A convoy of ten semi-trailer trucks – carrying 33 tonnes of demountable buildings – are making the 357 kilometre journey from Sydney to the small heritage town Mogo, near Batemans Bay this morning.

The pop up mall – provided by ATCO chief executive Nancy Southern, who leads one of Canada's largest gas, electricity, construction and logistics companies – will help rebuild the village known for its zoo, which has been hit by biblical fires and floods.

The Canadian businesswoman, who will greet the convoy with Jennifer Westacott and Sir Peter Cosgrove for the business-led BizRebuild, is here for an Australia-Canada forum at which bushfires and climate have dominated the debate.

"The bushfires have just completely changed the discussion," says CEO of Energetics Mary Stewart, who advises our largest companies on climate risk strategies. Former CSIRO and AMP chairman Simon McKeon calls it "the disaster we may have had to have to move the debate along.”

Business leaders increasingly agree the bushfires have crytallised climate change as a practical risk, rather than an ideological debate.
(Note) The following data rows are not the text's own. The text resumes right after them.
#![allow(dead_code)]

use checkout_relay::AppState;
use checkout_relay::adapters::stripe::{StripeGateway, StripeSettings};
use checkout_relay::domain::bus::EventBus;
use checkout_relay::domain::error::PipelineError;
use checkout_relay::domain::event::Topic;
use checkout_relay::domain::provider::CheckoutProvider;
use checkout_relay::domain::session::{
    CheckoutSession, NewCheckoutSession, PaymentSessionItem, PaymentSessionRequest,
};
use hmac::{Hmac, Mac};
use sha2::Sha256;
use std::future::Future;
use std::pin::Pin;
use std::sync::{Arc, Mutex};
use uuid::Uuid;

pub const ENDPOINT_SECRET: &str = "whsec_test_secret";
pub const SUCCESS_URL: &str = "https://shop.test/payments/success";
pub const CANCEL_URL: &str = "https://shop.test/payments/cancel";

pub fn settings() -> StripeSettings {
    StripeSettings {
        secret_key: "sk_test_123".into(),
        endpoint_secret: ENDPOINT_SECRET.into(),
        success_url: SUCCESS_URL.into(),
        cancel_url: CANCEL_URL.into(),
    }
}

pub fn gateway() -> StripeGateway {
    StripeGateway::new(settings())
}

// ── Fakes ──────────────────────────────────────────────────────────────────

/// Checkout provider that answers from the request alone, recording what it saw.
#[derive(Default)]
pub struct FakeCheckoutProvider {
    pub sessions: Mutex<Vec<NewCheckoutSession>>,
    pub fail: bool,
}

impl FakeCheckoutProvider {
    pub fn failing() -> Self {
        Self {
            fail: true,
            ..Default::default()
        }
    }

    pub fn recorded(&self) -> Vec<NewCheckoutSession> {
        self.sessions.lock().unwrap().clone()
    }
}

impl CheckoutProvider for FakeCheckoutProvider {
    fn create_checkout_session(
        &self,
        session: &NewCheckoutSession,
    ) -> Pin<Box<dyn Future<Output = Result<CheckoutSession, PipelineError>> + Send + '_>> {
        let session = session.clone();
        Box::pin(async move {
            if self.fail {
                return Err(PipelineError::Provider("Stripe API: invalid currency".into()));
            }
            // Yield so concurrent callers interleave.
            tokio::task::yield_now().await;
            let order_id = session.order_id.as_str().to_string();
            self.sessions.lock().unwrap().push(session);
            Ok(CheckoutSession {
                id: format!("cs_test_{order_id}"),
                success_url: Some(SUCCESS_URL.into()),
                cancel_url: Some(CANCEL_URL.into()),
                url: Some(format!("https://checkout.test/pay/{order_id}")),
            })
        })
    }
}

/// Bus that keeps everything it was asked to publish.
#[derive(Default)]
pub struct RecordingBus {
    pub published: Mutex<Vec<(Topic, serde_json::Value)>>,
    pub fail: bool,
}

impl RecordingBus {
    pub fn failing() -> Self {
        Self {
            fail: true,
            ..Default::default()
        }
    }

    pub fn messages(&self) -> Vec<(Topic, serde_json::Value)> {
        self.published.lock().unwrap().clone()
    }
}

impl EventBus for RecordingBus {
    fn publish(
        &self,
        topic: Topic,
        payload: serde_json::Value,
    ) -> Pin<Box<dyn Future<Output = Result<Uuid, PipelineError>> + Send + '_>> {
        Box::pin(async move {
            if self.fail {
                return Err(PipelineError::Bus("bus unavailable".into()));
            }
            self.published.lock().unwrap().push((topic, payload));
            Ok(Uuid::now_v7())
        })
    }
}

pub fn app_state(checkout: Arc<FakeCheckoutProvider>, bus: Arc<RecordingBus>) -> AppState {
    AppState {
        checkout,
        verifier: Arc::new(gateway()),
        bus,
    }
}

// ── Request builders ───────────────────────────────────────────────────────

pub fn item(name: &str, price: f64, quantity: i64) -> PaymentSessionItem {
    PaymentSessionItem {
        name: name.into(),
        price,
        quantity,
    }
}

pub fn session_request(order_id: &str, items: Vec<PaymentSessionItem>) -> PaymentSessionRequest {
    PaymentSessionRequest {
        currency: "usd".into(),
        items,
        order_id: order_id.into(),
    }
}

// ── Stripe webhook fixtures ────────────────────────────────────────────────

/// A charge event in the shape Stripe delivers it.
pub fn charge_event(
    event_type: &str,
    charge_id: &str,
    metadata: serde_json::Value,
    receipt_url: Option<&str>,
) -> String {
    let created = chrono::Utc::now().timestamp();
    let status = if event_type == "charge.failed" {
        "failed"
    } else {
        "succeeded"
    };

    serde_json::json!({
        "id": "evt_test_1",
        "object": "event",
        "created": created,
        "livemode": false,
        "pending_webhooks": 1,
        "type": event_type,
        "data": {
            "object": {
                "id": charge_id,
                "object": "charge",
                "amount": 1999,
                "amount_captured": 1999,
                "amount_refunded": 0,
                "billing_details": {
                    "address": null,
                    "email": null,
                    "name": null,
                    "phone": null
                },
                "captured": true,
                "created": created,
                "currency": "usd",
                "disputed": false,
                "fraud_details": {},
                "livemode": false,
                "metadata": metadata,
                "paid": status == "succeeded",
                "payment_intent": "pi_test_1",
                "receipt_url": receipt_url,
                "refunded": false,
                "refunds": {
                    "object": "list",
                    "data": [],
                    "has_more": false,
                    "total_count": 0,
                    "url": format!("/v1/charges/{charge_id}/refunds")
                },
                "status": status
            }
        }
    })
    .to_string()
}

/// An event whose `data.object` kind the typed Stripe model has no variant for.
pub fn unmodeled_event(event_type: &str) -> String {
    serde_json::json!({
        "id": "evt_test_2",
        "object": "event",
        "created": chrono::Utc::now().timestamp(),
        "livemode": false,
        "pending_webhooks": 1,
        "type": event_type,
        "data": {
            "object": {
                "id": "issfr_test_1",
                "object": "radar.early_fraud_warning",
                "actionable": true,
                "charge": "ch_123",
                "created": chrono::Utc::now().timestamp(),
                "fraud_type": "made_with_stolen_card",
                "livemode": false
            }
        }
    })
    .to_string()
}

/// A `charge.succeeded` event carrying only the fields the relay reads, too
/// sparse for the typed Stripe model.
pub fn sparse_charge_event(
    charge_id: &str,
    metadata: serde_json::Value,
    receipt_url: Option<&str>,
) -> String {
    serde_json::json!({
        "id": "evt_test_3",
        "object": "event",
        "created": chrono::Utc::now().timestamp(),
        "livemode": false,
        "pending_webhooks": 1,
        "type": "charge.succeeded",
        "data": {
            "object": {
                "id": charge_id,
                "object": "charge",
                "metadata": metadata,
                "receipt_url": receipt_url
            }
        }
    })
    .to_string()
}

/// `Stripe-Signature` header value for `payload` signed at `timestamp`.
pub fn sign(payload: &str, secret: &str, timestamp: i64) -> String {
    let mut mac = Hmac::<Sha256>::new_from_slice(secret.as_bytes()).unwrap();
    mac.update(format!("{timestamp}.{payload}").as_bytes());
    let signature = hex::encode(mac.finalize().into_bytes());
    format!("t={timestamp},v1={signature}")
}

pub fn sign_now(payload: &str) -> String {
    sign(payload, ENDPOINT_SECRET, chrono::Utc::now().timestamp())
}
The village of Mogo, badly hit by fires, now finds some of the houses that burnt down, are flooded by the local creek. Peter Rae

That was brought home on Thursday when Reserve Bank of Australia Governor Philip Lowe warned of "profound" financial implications and was recently spelt out by the banking royal commissioner, Kenneth Hayne, who said directors had a legal duty to act on climate change risk, include it in corporate strategies and report on it to shareholders.

The Business Council of Australia this week publicly backed independent politician Zali Steggall's proposed legislation for a zero net emissions target by 2050 and businesses, large and small, are falling into line.

The growing support has ignited a flickering hope business could help break the decade-long deadlock over climate change but tensions on both sides of politics remain febrile.

"There's a sense of 'ok, is this the direction we can all follow now' and people are calling for that direction," Westacott tells AFR Weekend.